Description of the task:
Count every line in the entries that follow where the word "CacheRecord" appears, then state only the total.

--------

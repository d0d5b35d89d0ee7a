//! Cache Store Module
//!
//! Main cache engine combining the ordered LRU list with TTL expiration and
//! lazy cleanup.

use tracing::{debug, info};

use crate::cache::{CacheCounters, CacheRecord, CacheStats, Clock, LruList, SystemClock};
use crate::config::CacheOptions;

// == Bounded TTL Cache ==
/// Bounded key-value cache with per-entry TTL and LRU eviction.
///
/// Expired entries are removed when a lookup finds them, and by a sweep that
/// piggybacks on `get`/`set` at most once per cleanup interval. No background
/// thread is involved; see [`crate::SharedCache`] for concurrent use.
#[derive(Debug)]
pub struct BoundedTtlCache<T, C = SystemClock> {
    /// Records in LRU order
    records: LruList<CacheRecord<T>>,
    options: CacheOptions,
    /// Clock time of the last sweep
    last_cleanup: u64,
    counters: CacheCounters,
    clock: C,
}

impl<T> BoundedTtlCache<T, SystemClock> {
    // == Constructor ==
    /// Creates an empty cache using the system clock.
    pub fn new(options: CacheOptions) -> Self {
        Self::with_clock(options, SystemClock)
    }
}

impl<T> Default for BoundedTtlCache<T, SystemClock> {
    fn default() -> Self {
        Self::new(CacheOptions::default())
    }
}

impl<T, C: Clock> BoundedTtlCache<T, C> {
    /// Creates an empty cache reading time from `clock`.
    pub fn with_clock(options: CacheOptions, clock: C) -> Self {
        Self {
            records: LruList::new(),
            options,
            last_cleanup: 0,
            counters: CacheCounters::new(),
            clock,
        }
    }

    // == Get ==
    /// Looks up a live value.
    ///
    /// A hit moves the entry to the most recently used position. An expired
    /// entry is removed and reported as a miss.
    pub fn get(&mut self, key: &str) -> Option<&T> {
        let now = self.clock.now_ms();
        self.maybe_cleanup(now);

        let Some(record) = self.records.get(key) else {
            self.counters.record_miss();
            return None;
        };

        if record.is_expired_at(now) {
            self.records.remove(key);
            self.counters.record_expirations(1);
            self.counters.record_miss();
            return None;
        }

        self.records.touch(key);
        self.counters.record_hit();
        self.records.get(key).map(|record| &record.value)
    }

    // == Set ==
    /// Stores `value` under `key` for `ttl_ms` milliseconds.
    ///
    /// Overwriting a key makes it the most recently used. When the cache is
    /// full, the least recently used entry is evicted first. A negative TTL is
    /// treated as zero, so the entry is already expired.
    pub fn set(&mut self, key: impl Into<String>, value: T, ttl_ms: i64) {
        let now = self.clock.now_ms();
        self.maybe_cleanup(now);

        let key = key.into();
        self.records.remove(&key);

        // At most one slot is needed for one insertion
        if self.records.len() >= self.options.max_size && self.records.pop_oldest().is_some() {
            self.counters.record_eviction();
        }

        self.records.push_newest(key, CacheRecord::new(value, now, ttl_ms));
    }

    // == Delete ==
    /// Removes `key` if present. Returns whether an entry was removed.
    pub fn delete(&mut self, key: &str) -> bool {
        self.records.remove(key).is_some()
    }

    // == Clear ==
    /// Removes every entry. Sweep timing and counters are kept.
    pub fn clear(&mut self) {
        self.records.clear();
    }

    // == Length ==
    /// Returns the number of stored entries, including expired ones that
    /// have not been swept yet.
    pub fn len(&self) -> usize {
        self.records.len()
    }

    // == Is Empty ==
    pub fn is_empty(&self) -> bool {
        self.records.is_empty()
    }

    // == Stats ==
    /// Classifies every entry as active or expired at this instant.
    pub fn stats(&self) -> CacheStats {
        let now = self.clock.now_ms();
        let mut stats = CacheStats::new(self.options.max_size);

        for (_, record) in &self.records {
            if record.is_expired_at(now) {
                stats.record_expired();
            } else {
                stats.record_active();
            }
        }

        stats
    }

    // == Counters ==
    /// Returns running hit/miss/removal totals.
    pub fn counters(&self) -> CacheCounters {
        self.counters
    }

    /// Iterates stored entries from least to most recently used without
    /// touching them. Expired entries that have not been swept are included.
    pub fn iter(&self) -> impl Iterator<Item = (&str, &T)> + '_ {
        self.records.iter().map(|(key, record)| (key, &record.value))
    }

    pub fn options(&self) -> &CacheOptions {
        &self.options
    }

    // == Cleanup Expired ==
    /// Sweeps expired entries now, regardless of the cleanup interval.
    ///
    /// Returns the number of entries removed.
    pub fn cleanup_expired(&mut self) -> usize {
        let now = self.clock.now_ms();
        self.sweep(now)
    }

    fn maybe_cleanup(&mut self, now: u64) {
        if now.saturating_sub(self.last_cleanup) < self.options.cleanup_interval_ms {
            return;
        }
        self.sweep(now);
    }

    fn sweep(&mut self, now: u64) -> usize {
        self.last_cleanup = now;
        self.counters.record_sweep();

        let expired_keys: Vec<String> = self
            .records
            .iter()
            .filter(|(_, record)| record.is_expired_at(now))
            .map(|(key, _)| key.to_string())
            .collect();

        let count = expired_keys.len();
        for key in &expired_keys {
            self.records.remove(key);
        }
        self.counters.record_expirations(count);

        if count > 0 {
            info!(
                cache = %self.options.name,
                removed = count,
                size = self.records.len(),
                "Cleaned up {} expired entries. Current size: {}",
                count,
                self.records.len()
            );
        } else {
            debug!(cache = %self.options.name, "Cleanup sweep found no expired entries");
        }

        count
    }
}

--------

Written reply:
3